In theory, this is not such a big deal. You don’t even have to buy something to keep the account active. Just walk into any Sephora and claim the free annual birthday gift that comes with your Beauty Insider membership and that counts as activity. But if you shop Sephora online—as most people (even staff) do because of the samples and bonuses offered—you’re out of luck. You have to make an online purchase to receive your “free” gift.

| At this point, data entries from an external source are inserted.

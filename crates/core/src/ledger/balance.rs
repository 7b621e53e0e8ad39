//! Running balance calculation.
//!
//! Balances are rounded to currency precision after every step, never only at
//! month close, so many small transactions cannot accumulate drift.

use committee_shared::types::round_currency;
use rust_decimal::Decimal;

use super::error::LedgerError;
use super::types::Transaction;

/// Running balance accumulator for one month.
#[derive(Debug, Clone, Copy, PartialEq, Eq)]
pub struct RunningBalance {
    current: Decimal,
}

impl RunningBalance {
    /// Starts from an opening balance.
    #[must_use]
    pub fn start(opening_balance: Decimal) -> Self {
        Self {
            current: round_currency(opening_balance),
        }
    }

    /// Applies one amount and returns the new, rounded balance.
    ///
    /// # Errors
    ///
    /// Returns [`LedgerError::BalanceOutOfRange`] if the sum overflows.
    pub fn apply(&mut self, amount: Decimal) -> Result<Decimal, LedgerError> {
        let next = self
            .current
            .checked_add(amount)
            .ok_or(LedgerError::BalanceOutOfRange)?;
        self.current = round_currency(next);
        Ok(self.current)
    }

    /// Current balance.
    #[must_use]
    pub fn current(self) -> Decimal {
        self.current
    }
}

/// Writes running balances onto `transactions` in their current order and
/// returns the closing balance.
///
/// # Errors
///
/// Returns [`LedgerError::BalanceOutOfRange`] if a balance overflows; the
/// transactions before the overflow keep their new running balances.
pub fn apply_running_balances(
    opening_balance: Decimal,
    transactions: &mut [Transaction],
) -> Result<Decimal, LedgerError> {
    let mut balance = RunningBalance::start(opening_balance);
    for tx in transactions.iter_mut() {
        tx.running_balance = balance.apply(tx.amount)?;
    }
    Ok(balance.current())
}

#[cfg(test)]
mod tests {
    use super::*;
    use chrono::NaiveDate;
    use proptest::prelude::*;
    use rust_decimal_macros::dec;

    fn tx(amount: Decimal) -> Transaction {
        Transaction::new(NaiveDate::from_ymd_opt(2025, 1, 1).unwrap(), "Misc", "", amount)
    }

    #[test]
    fn test_running_balance_chain() {
        let mut balance = RunningBalance::start(dec!(100));
        assert_eq!(balance.apply(dec!(50)), Ok(dec!(150)));
        assert_eq!(balance.apply(dec!(-30)), Ok(dec!(120)));
        assert_eq!(balance.current(), dec!(120));
    }

    #[test]
    fn test_rounds_after_every_step() {
        // Rounding only the final total would give 0.02 (0.015 + 0.005 = 0.020).
        let mut balance = RunningBalance::start(Decimal::ZERO);
        assert_eq!(balance.apply(dec!(0.015)), Ok(dec!(0.02)));
        assert_eq!(balance.apply(dec!(0.005)), Ok(dec!(0.03)));
    }

    #[test]
    fn test_overflow_is_an_error() {
        let mut balance = RunningBalance::start(Decimal::MAX);
        assert_eq!(balance.apply(dec!(1)), Err(LedgerError::BalanceOutOfRange));
        assert_eq!(balance.current(), Decimal::MAX);

        let mut txs = vec![tx(Decimal::MAX), tx(Decimal::MAX)];
        assert_eq!(
            apply_running_balances(Decimal::ZERO, &mut txs),
            Err(LedgerError::BalanceOutOfRange)
        );
    }

    #[test]
    fn test_opening_balance_is_rounded() {
        assert_eq!(RunningBalance::start(dec!(10.005)).current(), dec!(10.01));
    }

    #[test]
    fn test_apply_running_balances_empty_month() {
        let mut txs: Vec<Transaction> = vec![];
        assert_eq!(apply_running_balances(dec!(42.10), &mut txs), Ok(dec!(42.10)));
    }

    #[test]
    fn test_apply_running_balances_overwrites_supplied_values() {
        let mut txs = vec![tx(dec!(-50)), tx(dec!(25.5))];
        txs[0].running_balance = dec!(123456);
        let closing = apply_running_balances(dec!(1000), &mut txs).unwrap();
        assert_eq!(txs[0].running_balance, dec!(950));
        assert_eq!(txs[1].running_balance, dec!(975.5));
        assert_eq!(closing, dec!(975.5));
    }

    proptest! {
        #![proptest_config(ProptestConfig::with_cases(100))]

        /// Final balance equals opening plus the sum of cent amounts.
        #[test]
        fn prop_final_balance_equals_sum_of_changes(
            opening in -1_000_000i64..1_000_000i64,
            cents in prop::collection::vec(-100_000i64..100_000i64, 0..30),
        ) {
            let opening = Decimal::new(opening, 2);
            let mut txs: Vec<Transaction> = cents.iter().map(|c| tx(Decimal::new(*c, 2))).collect();
            let closing = apply_running_balances(opening, &mut txs).unwrap();
            let expected = opening + cents.iter().map(|c| Decimal::new(*c, 2)).sum::<Decimal>();
            prop_assert_eq!(closing, expected);
        }

        /// Each running balance is the previous one plus the amount.
        #[test]
        fn prop_each_step_extends_previous(
            cents in prop::collection::vec(-100_000i64..100_000i64, 1..30),
        ) {
            let mut txs: Vec<Transaction> = cents.iter().map(|c| tx(Decimal::new(*c, 2))).collect();
            apply_running_balances(Decimal::ZERO, &mut txs).unwrap();
            let mut previous = Decimal::ZERO;
            for t in &txs {
                prop_assert_eq!(t.running_balance, previous + t.amount);
                previous = t.running_balance;
            }
        }
    }
}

But theory isn’t what counts for Sephora’s bottom line. The poorly handled announcement, and the resulting backlash from customers, who range from high-volume spenders to infrequent shoppers, has done significant damage. That’s because competitors like Ulta—which offers a mix of prestige brands and less expensive ones—have their own attractive (and less complicated) rewards programs. Even drugstores like Walgreen’s now offer loyalty perks for beauty shoppers. What’s more, beauty brands are plunging millions of dollars into eliminating intermediaries like Sephora and other retailers, offering far better bonus products when shoppers buy directly from the brand’s own site.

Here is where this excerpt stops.